It’s easier to ignore when I’m stressed or crazy-busy because I simply don’t have the time to be surly (like most things, doing it well requires a certain amount of effort). When I’m idle or left to myself for long periods of time is when it really begins to manifest in an ugly, self-indulgent tendency towards socio-sadism.

With the exception of our trip to Jamaica at the beginning of July, I haven’t had an idle moment in… oh… twenty years. Yeah, I stop every now and again. Watch a movie or take a vacation or something, but that’s a choice. There’s always something I should be doing, and that little, nagging voice never really goes away. But I can’t remember the last time I just… had nothing that needed doing.

However.

Kylie has been out of town this week so things that might otherwise have been minor annoyances have been irritating the shit out of me. One computer decided it was a good week to have a completely undeserved breakdown, so I’ve been fixing that. Someone I consider — and might have to reconsider — a friend kicked me in the balls, professionally-speaking, and I’ve been counteracting that.

On top of which, it seems to be one of those “everyone wants me to do their fucking jobs for them” weeks. People I work with by choice, people I work with because they’ve been picked by the companies I work for, and people who shouldn’t be working with anyone at all… all of them need a fucking baby bottle and a cookie and a pat on the head and could you bring me a blanket and does it have to be that color and could you move the house a foot to the left and what do you do when you look for something and jesus fucking christ, PEOPLE!

All of which just serves to make the little, meaningless shit even more annoying.

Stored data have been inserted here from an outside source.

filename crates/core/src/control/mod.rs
pub mod domain;
pub mod infrastructure;
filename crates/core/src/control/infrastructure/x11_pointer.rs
//! Relative pointer movement on X11 displays.

use x11rb::connection::Connection;
use x11rb::protocol::xproto::ConnectionExt;
use x11rb::rust_connection::RustConnection;

use crate::control::domain::pointer_driver::PointerDriver;

pub struct X11Pointer {
    connection: RustConnection,
}

impl X11Pointer {
    /// Connects to the display named by `$DISPLAY`.
    pub fn connect() -> Result<Self, Box<dyn std::error::Error>> {
        let (connection, screen_num) = RustConnection::connect(None)
            .map_err(|e| format!("failed to connect to X11 display: {e}"))?;
        if let Some(screen) = connection.setup().roots.get(screen_num) {
            log::info!(
                "Pointer control on X11 screen {screen_num} ({}x{})",
                screen.width_in_pixels,
                screen.height_in_pixels
            );
        }
        Ok(Self { connection })
    }
}

impl PointerDriver for X11Pointer {
    fn move_relative(&mut self, dx: i32, dy: i32) -> Result<(), Box<dyn std::error::Error>> {
        let dx = clamp_i16(dx);
        let dy = clamp_i16(dy);
        // No source or destination window: the server offsets the pointer.
        self.connection
            .warp_pointer(x11rb::NONE, x11rb::NONE, 0, 0, 0, 0, dx, dy)
            .map_err(|e| format!("failed to warp pointer: {e}"))?;
        self.connection
            .flush()
            .map_err(|e| format!("failed to flush X11 connection: {e}"))?;
        Ok(())
    }
}

fn clamp_i16(value: i32) -> i16 {
    value.clamp(i16::MIN as i32, i16::MAX as i32) as i16
}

It drives me crazy that Tricia Helfer, the hot blonde spokesmodel for the Cylons who plays Number Six onBattlestar Galactica, mispronounces nuclear like some dipshit senator from Georgia, so every time she says “nookyahlur” during an episode I think of the retarded mongoloid we have for a president.

It makes me nuts that not a single one of our fucking minions seems capable of putting ANYTHING back where they fucking FOUND it.

I hate it that I wasted half an hour on the phone with Film L.A. reporting a mainstream crew that shot on the street in front of our place on Sunday and dumped their fucking craft service garbageon our goddamned corner.

Then I get a call from a… I dunno what the fuck he is, mainstream acquaintance, I guess… on the East coast who has been hassling me for a copy of Corruption since before we shot the fucking thing telling me that he got the DVD I sent him, and while he would normally never watch anything with (*anonymous performer*) in it because he dislikes (*anonymous performer*)so much, he’ll make an exception for me.

Do I even need to say it? Can I resist?

No.

FUCK YOU you fucking obnoxious little New York ASSHOLE! I mean, who the fuck does this arrogant, Manhattan-island-cave-troll think he is, for fuck’s sake?!? And people don’t understand why I would never wanna live there!

*pant*pant*pant*

Okay. But there’s an upside. Y’see, those of you who aren’t miserable fucks, or who don’t possess one of your very own, probably don’t know that deep down, guys like me are the biggest sentimental slobs in the world, and all of your emotional responses get heightened when you’re this bent out of shape. I’ve been re-watching the second season of the new Doctor Who this week as I’ve been resuscitating PCs, and I cried like a baby last night at the final episode (oh, shut up).

As I was moving pictures around on K’s newly-living computer, I spent far too long looking at snaps of our animals (she really is the crazy old cat lady, you know — she’s got thousands of pictures), particularly the so-cute-you-wanna-crush-em shots of our kitten when she was still sweet, before she grew into the loveless fur-tube she is now.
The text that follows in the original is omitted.